Manoj Gupta
by Manoj Gupta

Categories

Tags

Initially software applications were small which can be deployed on a single computer. Over a period of time, data volume processed by these application grew in size. Hence, the requirement for storage and computing power grew. These requirements were fulfilled by rapid advancements in storage and compute hardware by having larger disks and faster CPUs. This way of scaling is termed as vertical scaling, which soon became costlier when applications started being consumed over Internet.

With Internet scale, the data processing and compute need started growing exponentially, which can’t be solved with vertical scaling any more. Google solved these problems and published the results as Google File System (GFS) and MapReduce. GFS solved the storage problem by implementing a distributed file system over a cluster of computers. Similarly, MapReduce solved the compute problem by implementing a distributed processing framework over GFS. These formed the basis for similar open source systems named HDFS (Hadoop Distributed File System) and Hadoop MapReduce. These frameworks allowed to combine the storage and compute power of cluster of computers and use it as unified storage and compute system, known as horizontal scaling.

There are many solutions developed over Hadoop platform and open sourced. Apache Spark is one of these solutions, which provides unified programming model in multiple languages. It is used extensibly in Big Data and Machine Learning.

Data Lake basics

Data Lake refers to a platform with four key capabilities namely, Ingest, Store, Process and Consume. Following figure shows options for different layers in a data lake.

image-center

Data Storage and Management is provided by many on-premise HDFS or cloud storage solution like Amazon S3, Azure Blob, Google Cloud.

Data Collection and Ingestion is the premise that the data should be ingested in data lake in “raw” format and an immutable copy should be saved. Ingestion is provided by various tools as like HVR, AWS Glue, Informatica, talend and Kafka.

Data Processing and Transformation is done after data quality check. This layer is divided into two layers:

  • Data Processing framework is the core development framework that allows to develop distributed application. Apache Spark is one of the data processing framework.
  • Orchestration framework forms and manages the cluster to provide a scalable compute platform. There are many frameworks like Hadoop YARN, Kubernetes and Mesos.

Data Access and retrieval allows one to consume data from data lake. There are various formats in which data is requested by consumers like REST interface, JDBC/ODBC or simple file download.

Spark Basics

Apache Spark is a unified analytics engine for large-scale data processing. It provides high-level APIs in Java, Scala, Python and R, and an optimized engine that supports general execution graphs. It also supports a rich set of higher-level tools including Spark SQL for SQL and structured data processing, MLlib for machine learning, GraphX for graph processing, and Structured Streaming for incremental computation and stream processing.

image-center

Spark neither has a distributed storage system or a cluster manager

It works with other distributed storage systems (e.g. HDFS, S3 etc) and cluster managers (e.g. YARN, Kubernetes, Mesos). Spark provides only the data processing framework.
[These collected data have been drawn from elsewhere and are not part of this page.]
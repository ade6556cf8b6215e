//! Firewall backend capability trait.
//!
//! The synchronizer's logic is written against this trait so the
//! ipset/iptables subprocess implementation is one variant and a direct
//! netlink implementation could be another; nothing upstream assumes
//! either.

use ipnetwork::IpNetwork;
use thiserror::Error;

/// Backend operation errors.
#[derive(Debug, Error)]
pub enum FirewallError {
    /// A required external command is not installed.
    #[error("required command not found: {0}")]
    MissingCommand(String),

    /// A backend command ran and reported failure.
    #[error("{program} {args:?} failed: {detail}")]
    CommandFailed {
        program: String,
        args: Vec<String>,
        detail: String,
    },

    /// A backend command exceeded its deadline and was killed.
    #[error("{program} timed out after {timeout_ms}ms")]
    Timeout { program: String, timeout_ms: u64 },

    /// The target set, chain, or rule does not exist. Destroy-class callers
    /// absorb this as success.
    #[error("target already absent")]
    AlreadyAbsent,

    #[error("I/O error: {0}")]
    Io(#[from] std::io::Error),
}

impl FirewallError {
    /// True for the "object was not there to begin with" class.
    pub fn is_already_absent(&self) -> bool {
        matches!(self, FirewallError::AlreadyAbsent)
    }
}

/// Primitive operations every firewall backend must supply.
///
/// Contract notes:
/// - `create_set` is create-if-absent.
/// - `destroy_set` fails with [`FirewallError::AlreadyAbsent`] when the set
///   does not exist; the caller decides whether to absorb that.
/// - `swap_sets` atomically exchanges the contents of two existing sets:
///   concurrent traffic evaluation observes either set in full, never a
///   mixture.
/// - `install_chain` wires the evaluation chain with the fixed rule order
///   (whitelist exempt, established/related allow, blacklist drop, fall
///   through) and hooks it uniquely at the primary inbound point and, where
///   present, the container pre-routing point. Repeated installs must not
///   layer duplicate hooks.
/// - `remove_chain` unhooks and deletes the chain, treating every
///   already-absent piece as success; it fails only for unrelated errors.
pub trait FirewallBackend: Send {
    fn create_set(&mut self, set: &str) -> Result<(), FirewallError>;
    fn destroy_set(&mut self, set: &str) -> Result<(), FirewallError>;
    fn add_entry(&mut self, set: &str, entry: IpNetwork) -> Result<(), FirewallError>;
    fn remove_entry(&mut self, set: &str, entry: IpNetwork) -> Result<(), FirewallError>;
    fn load_entries(&mut self, set: &str, entries: &[IpNetwork]) -> Result<(), FirewallError>;
    fn swap_sets(&mut self, first: &str, second: &str) -> Result<(), FirewallError>;
    fn install_chain(
        &mut self,
        chain: &str,
        whitelist_set: &str,
        blacklist_set: &str,
    ) -> Result<(), FirewallError>;
    fn remove_chain(&mut self, chain: &str) -> Result<(), FirewallError>;
}
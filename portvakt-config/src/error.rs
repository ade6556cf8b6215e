//! Error types for configuration loading and validation

use std::path::PathBuf;
use thiserror::Error;
use validator::ValidationErrors;

use crate::lists::IpListError;

/// Unified configuration error type.
#[derive(Debug, Error)]
pub enum ConfigError {
    /// File not found error.
    #[error("Configuration file not found: {0}")]
    FileNotFound(PathBuf),

    /// Configuration validation error.
    #[error("Invalid configuration:\n{}", format_validation_errors(.0))]
    Validation(#[source] ValidationErrors),

    /// Figment parsing error.
    #[error("Configuration parsing error: {0}")]
    Parsing(#[from] figment::Error),

    /// Malformed monitored-port spec.
    #[error("Invalid port spec: {0}")]
    PortSpec(String),

    /// User IP list error.
    #[error("IP list error: {0}")]
    IpList(#[from] IpListError),

    /// I/O error.
    #[error("Configuration I/O error: {0}")]
    Io(#[from] std::io::Error),
}

fn format_validation_errors(errors: &ValidationErrors) -> String {
    use std::fmt::Write;

    let mut output = String::new();
    for (field, errors) in errors.field_errors() {
        let _ = writeln!(output, "Field '{}':", field);
        for error in errors {
            let message = match &error.message {
                Some(msg) => msg.to_string(),
                None => error.code.to_string(),
            };
            let _ = writeln!(output, "  - {}", message);
        }
    }
    output
}

impl From<ValidationErrors> for ConfigError {
    fn from(errors: ValidationErrors) -> Self {
        ConfigError::Validation(errors)
    }
}
//! Ban-record persistence configuration.

use std::path::PathBuf;

use serde::{Deserialize, Serialize};
use validator::Validate;

/// Persistence configuration.
#[derive(Debug, Serialize, Deserialize, Validate, Clone)]
pub struct StoreConfig {
    /// Path to the SQLite database file.
    #[serde(default = "default_path")]
    pub path: PathBuf,

    /// Page size for range scans over the ban table.
    #[validate(range(min = 16, max = 10000))]
    #[serde(default = "default_page_size")]
    pub page_size: usize,
}

fn default_path() -> PathBuf {
    PathBuf::from("portvakt.db")
}

fn default_page_size() -> usize {
    256
}

impl Default for StoreConfig {
    fn default() -> Self {
        Self {
            path: default_path(),
            page_size: default_page_size(),
        }
    }
}
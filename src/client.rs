//! Oracle Instant Client detection and loading
//!
//! The native connector needs `libclntsh` on the loader path. This module
//! locates the Instant Client directory, verifies the library file looks
//! usable and loads it once for the lifetime of the process. Priming is
//! best-effort from the opener's point of view: a system-wide client
//! installation works without it.

use std::path::PathBuf;
use std::sync::{Mutex, OnceLock};

use crate::error::{Error, Result};

/// Reference to the loaded client library, held for the process lifetime.
static ORACLE_CLIENT: OnceLock<Mutex<Option<libloading::Library>>> = OnceLock::new();

/// Environment variable overriding the Instant Client directory.
pub const CLIENT_DIR_ENV: &str = "ORACLE_CLIENT_DIR";

/// Well-known Instant Client locations, probed in order.
const DEFAULT_CLIENT_PATHS: &[&str] = &["/opt/oracle/instantclient", "~/instantclient", "~/lib"];

#[cfg(target_os = "macos")]
const ORACLE_LIB_NAME: &str = "libclntsh.dylib";

#[cfg(target_os = "linux")]
const ORACLE_LIB_NAME: &str = "libclntsh.so";

#[cfg(target_os = "windows")]
const ORACLE_LIB_NAME: &str = "oci.dll";

fn expand_home(path: &str) -> PathBuf {
    if let Some(rest) = path.strip_prefix("~/") {
        if let Some(home) = dirs::home_dir() {
            return home.join(rest);
        }
    }
    PathBuf::from(path)
}

/// Resolves the Instant Client directory.
///
/// A custom path wins outright. Otherwise the `ORACLE_CLIENT_DIR`
/// environment variable is honored, then the well-known locations are
/// probed for the client library. When nothing is found the first default
/// is returned so diagnostics can show the expected location.
pub fn resolve_client_path(custom_path: Option<&str>) -> PathBuf {
    if let Some(path) = custom_path {
        return expand_home(path);
    }

    if let Ok(dir) = std::env::var(CLIENT_DIR_ENV) {
        if !dir.is_empty() {
            return expand_home(&dir);
        }
    }

    for candidate in DEFAULT_CLIENT_PATHS {
        let dir = expand_home(candidate);
        if dir.join(ORACLE_LIB_NAME).exists() {
            return dir;
        }
    }

    expand_home(DEFAULT_CLIENT_PATHS[0])
}

/// Checks whether the Instant Client library exists and looks usable.
///
/// Verifies the file exists (following symlinks) and has a plausible size.
/// This does not load the library; see [`prime_client`].
pub fn check_client_ready(custom_path: Option<&str>) -> bool {
    let client_dir = resolve_client_path(custom_path);
    let lib_path = client_dir.join(ORACLE_LIB_NAME);

    if !lib_path.exists() {
        log::debug!("oracle client library not found at: {:?}", lib_path);
        return false;
    }

    if !lib_path.is_file() {
        log::warn!(
            "oracle client library path exists but is not a file: {:?}",
            lib_path
        );
        return false;
    }

    // A real libclntsh is tens of megabytes; anything under 1MB is a stub
    // or a broken download.
    match std::fs::metadata(&lib_path) {
        Ok(metadata) if metadata.len() < 1_048_576 => {
            log::warn!(
                "oracle client library is suspiciously small ({} bytes): {:?}",
                metadata.len(),
                lib_path
            );
            false
        }
        Ok(_) => true,
        Err(e) => {
            log::warn!("failed to stat oracle client library {:?}: {}", lib_path, e);
            false
        }
    }
}

/// Loads the Instant Client library into the process.
///
/// Sets the platform loader-path variable before loading so the native
/// connector can find the library later, then loads it with `RTLD_GLOBAL`
/// on unix to make its symbols visible globally. The handle is retained in
/// a static for the process lifetime.
pub fn prime_client(custom_path: Option<&str>) -> Result<()> {
    let client_dir = resolve_client_path(custom_path);
    let lib_path = client_dir.join(ORACLE_LIB_NAME);

    if !lib_path.exists() {
        return Err(Error::ClientNotReady(format!(
            "client library not found at {}",
            lib_path.display()
        )));
    }

    // The loader path must be set before the first dpiContext creation.
    #[cfg(target_os = "macos")]
    std::env::set_var("DYLD_LIBRARY_PATH", client_dir.as_os_str());

    #[cfg(target_os = "linux")]
    std::env::set_var("LD_LIBRARY_PATH", client_dir.as_os_str());

    #[cfg(target_os = "windows")]
    std::env::set_var("PATH", client_dir.as_os_str());

    #[cfg(unix)]
    let library = unsafe {
        use libloading::os::unix::{Library as UnixLibrary, RTLD_GLOBAL, RTLD_NOW};
        let unix_lib = UnixLibrary::open(Some(&lib_path), RTLD_NOW | RTLD_GLOBAL)
            .map_err(|e| Error::ClientNotReady(format!("failed to load {:?}: {}", lib_path, e)))?;
        libloading::Library::from(unix_lib)
    };

    #[cfg(not(unix))]
    let library = unsafe {
        libloading::Library::new(&lib_path)
            .map_err(|e| Error::ClientNotReady(format!("failed to load {:?}: {}", lib_path, e)))?
    };

    let mutex = ORACLE_CLIENT.get_or_init(|| Mutex::new(None));
    let mut guard = mutex
        .lock()
        .map_err(|e| Error::ClientNotReady(format!("client lock poisoned: {}", e)))?;
    *guard = Some(library);

    log::info!("oracle client library loaded from: {:?}", lib_path);
    Ok(())
}

/// Returns true when the client library has been loaded by [`prime_client`].
pub fn is_client_primed() -> bool {
    if let Some(mutex) = ORACLE_CLIENT.get() {
        if let Ok(guard) = mutex.lock() {
            return guard.is_some();
        }
    }
    false
}

/// Primes the client when a local installation is visible.
///
/// Used by the opener before building a pool. A missing installation is not
/// an error here; the system loader may still find a globally installed
/// client, and a genuine absence surfaces from the connector as DPI-1047.
pub fn prime_if_available() {
    if is_client_primed() {
        return;
    }
    if check_client_ready(None) {
        if let Err(e) = prime_client(None) {
            log::warn!("failed to prime oracle client: {}", e);
        }
    } else {
        log::debug!("no local instant client found, relying on system loader");
    }
}

#[cfg(test)]
mod tests {
    use super::*;

    #[test]
    fn test_resolve_client_path_custom() {
        let custom = "/opt/oracle/instantclient_21_9";
        let path = resolve_client_path(Some(custom));
        assert_eq!(path.to_string_lossy(), custom);
    }

    #[test]
    fn test_resolve_client_path_expands_tilde() {
        let path = resolve_client_path(Some("~/instantclient"));
        assert!(!path.to_string_lossy().starts_with('~'));
        assert!(path.to_string_lossy().ends_with("instantclient"));
    }

    #[test]
    fn test_check_client_ready_missing_dir() {
        assert!(!check_client_ready(Some("/nonexistent/instantclient")));
    }

    #[test]
    fn test_prime_client_missing_dir_errors() {
        let result = prime_client(Some("/nonexistent/instantclient"));
        assert!(result.is_err());
        assert!(result
            .unwrap_err()
            .to_string()
            .contains("client library not found"));
    }
}
//! Generic connection configuration
//!
//! This module defines the configuration record handed to the opener by the
//! calling framework. Fields are passed through as-is; malformed values
//! (empty host, zero port) surface as native connector errors rather than
//! being rejected here.

use serde::{Deserialize, Serialize};

/// Configuration for an Oracle session pool
#[derive(Debug, Clone, Serialize, Deserialize)]
pub struct ConnectionConfig {
    /// Database host/hostname
    pub host: String,

    /// Database port (typically 1521)
    pub port: u16,

    /// Wire protocol, e.g. `tcp` or `tcps`
    pub protocol: String,

    /// Oracle service name
    pub name: String,

    /// Database username
    pub user: String,

    /// Database password
    pub pass: String,

    /// IANA timezone name; empty means "use the default zone"
    #[serde(default)]
    pub timezone: String,

    /// Enables driver trace output
    #[serde(default)]
    pub debug: bool,

    /// Free-form `key=value` pairs separated by `&`, appended verbatim to
    /// the connect string and merged into the option set
    #[serde(default)]
    pub extra: String,

    /// Upper bound on pooled sessions (maps to max sessions)
    pub max_open_conns: u32,

    /// Sessions kept open while idle (maps to min sessions)
    pub max_idle_conns: u32,
}

impl ConnectionConfig {
    /// Creates a configuration with empty timezone/extra and debug off.
    pub fn new(
        host: String,
        port: u16,
        protocol: String,
        name: String,
        user: String,
        pass: String,
        max_open_conns: u32,
        max_idle_conns: u32,
    ) -> Self {
        Self {
            host,
            port,
            protocol,
            name,
            user,
            pass,
            timezone: String::new(),
            debug: false,
            extra: String::new(),
            max_open_conns,
            max_idle_conns,
        }
    }
}

#[cfg(test)]
mod tests {
    use super::*;

    #[test]
    fn test_new_defaults() {
        let config = ConnectionConfig::new(
            "localhost".to_string(),
            1521,
            "tcp".to_string(),
            "ORCL".to_string(),
            "scott".to_string(),
            "tiger".to_string(),
            10,
            2,
        );
        assert!(config.timezone.is_empty());
        assert!(config.extra.is_empty());
        assert!(!config.debug);
    }

    #[test]
    fn test_deserialize_optional_fields() {
        let json = r#"{
            "host": "dbhost",
            "port": 1521,
            "protocol": "tcp",
            "name": "XEPDB1",
            "user": "app",
            "pass": "secret",
            "max_open_conns": 8,
            "max_idle_conns": 1
        }"#;
        let config: ConnectionConfig = serde_json::from_str(json).unwrap();
        assert_eq!(config.host, "dbhost");
        assert!(config.timezone.is_empty());
        assert!(!config.debug);
        assert!(config.extra.is_empty());
    }
}
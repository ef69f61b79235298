//! Oracle session-pool opener
//!
//! Translates a generic connection configuration into fully-specified
//! native connection parameters, opens a session pool through Oracle
//! Instant Client and validates connectivity with a liveness probe.
//! Pooling, protocol handling and SQL execution stay with the native
//! client; this crate owns only the deterministic configuration
//! translation in front of it.
//!
//! ```no_run
//! use orapool::ConnectionConfig;
//!
//! let config = ConnectionConfig::new(
//!     "dbhost".to_string(),
//!     1521,
//!     "tcp".to_string(),
//!     "XEPDB1".to_string(),
//!     "app".to_string(),
//!     "secret".to_string(),
//!     10,
//!     2,
//! );
//! let pool = orapool::open(&config)?;
//! let conn = pool.get()?;
//! # Ok::<(), orapool::Error>(())
//! ```

pub mod client;
pub mod config;
pub mod descriptor;
pub mod error;
pub mod options;
pub mod pool;
pub mod timezone;

pub use config::ConnectionConfig;
pub use descriptor::{ConnectDescriptor, Password, DRIVER_NAME};
pub use error::{Error, Result};
pub use options::OptionSet;
pub use pool::{open, open_with_timezone, OraclePool};
//! Native driver option set
//!
//! Options are seeded with fixed defaults, optionally extended with a trace
//! file when debug is on, then overlaid with entries parsed from the
//! free-form extra string. Malformed extra entries are dropped, not
//! rejected; the merge reports how many were dropped so callers can log or
//! assert on the degradation.

use std::collections::HashMap;

/// Option key for the native connection timeout (seconds).
pub const OPT_CONNECTION_TIMEOUT: &str = "CONNECTION TIMEOUT";

/// Option key for the per-statement row prefetch count.
pub const OPT_PREFETCH_ROWS: &str = "PREFETCH_ROWS";

/// Option key for the driver trace file.
pub const OPT_TRACE_FILE: &str = "TRACE FILE";

/// Default connection timeout, overridable through the extra string.
pub const DEFAULT_CONNECTION_TIMEOUT: &str = "60";

/// Default prefetch row count, overridable through the extra string.
pub const DEFAULT_PREFETCH_ROWS: &str = "25";

/// Trace file name used when debug is enabled.
pub const DEFAULT_TRACE_FILE: &str = "oracle_trace.log";

/// Merged set of native driver options (key → value, keys unique)
#[derive(Debug, Clone, Default, PartialEq, Eq)]
pub struct OptionSet {
    entries: HashMap<String, String>,
}

impl OptionSet {
    /// Creates an option set seeded with the two fixed defaults.
    pub fn with_defaults() -> Self {
        let mut set = Self::default();
        set.set(OPT_CONNECTION_TIMEOUT, DEFAULT_CONNECTION_TIMEOUT);
        set.set(OPT_PREFETCH_ROWS, DEFAULT_PREFETCH_ROWS);
        set
    }

    /// Inserts or overwrites a single option.
    pub fn set(&mut self, key: &str, value: &str) {
        self.entries.insert(key.to_string(), value.to_string());
    }

    /// Adds the trace-file option with its fixed filename.
    pub fn enable_trace_file(&mut self) {
        self.set(OPT_TRACE_FILE, DEFAULT_TRACE_FILE);
    }

    /// Merges an ampersand-separated `key=value` string into the set.
    ///
    /// Pieces that do not split into exactly two parts on `=` are dropped.
    /// Later duplicate keys overwrite earlier ones. Returns the number of
    /// dropped pieces so the degradation is observable.
    pub fn merge_extra(&mut self, extra: &str) -> usize {
        if extra.is_empty() {
            return 0;
        }
        let mut dropped = 0;
        for piece in extra.split('&') {
            let kv: Vec<&str> = piece.split('=').collect();
            if kv.len() == 2 {
                self.set(kv[0], kv[1]);
            } else {
                log::warn!("dropping malformed extra option entry: {:?}", piece);
                dropped += 1;
            }
        }
        dropped
    }

    /// Looks up an option value.
    pub fn get(&self, key: &str) -> Option<&str> {
        self.entries.get(key).map(String::as_str)
    }

    /// Returns true if the option is present.
    pub fn contains(&self, key: &str) -> bool {
        self.entries.contains_key(key)
    }

    /// Number of options in the set.
    pub fn len(&self) -> usize {
        self.entries.len()
    }

    /// Returns true if the set holds no options.
    pub fn is_empty(&self) -> bool {
        self.entries.is_empty()
    }

    /// Iterates over `(key, value)` pairs in no particular order.
    pub fn iter(&self) -> impl Iterator<Item = (&str, &str)> + '_ {
        self.entries.iter().map(|(k, v)| (k.as_str(), v.as_str()))
    }
}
Spark engine provides the following capabilities:

  • Breaking data processing work into smaller tasks
  • Scheduling smaller tasks on the cluster for parallel execution
  • Providing data to these tasks
  • Managing and monitoring these tasks
  • Providing fault tolerance when job fails

Spark Engine interacts with cluster manager and distributed storage system to provide above capabilities

Spark Architecture

There are two ways to run Spark programs.

  • Interactive Clients runs spark program line by line. Interactive clients are useful for exploration during learning or development phase. Examples of interactive clients are: spark-shell, notebook
  • Submit Jobs is used in production. There could be either stream processing jobs or batch processing jobs. Examples: spark-submit, Databricks Notebook, Rest API

Distributed Processing Model

Spark applies master-slave architecture to every application. When spark client submits an application, it creates a master process for the application. This master process then creates bunch of slaves to distribute the work and compute the jobs. Master and slaves are containers with dedicated memory and CPU. In spark terminology, master is called driver and slaves are called executors. Each application has one driver and one or more executors.

image-center

Spark master (driver) and slaves (executors) are different from the underlying “Cluster Manager”, which has its own terminology for master and slave nodes

Spark supports following cluster managers:

  • local[n]
  • YARN
  • Kubernetes
  • Mesos
  • Standalone

How Spark works on Local Machine?

Local execution is supported with cluster option local[n]. In this cases, spark runs locally as a multithreaded application. There is 1 driver thread and n-1 executors threads.

image-center

How Spark works with Interactive Clients?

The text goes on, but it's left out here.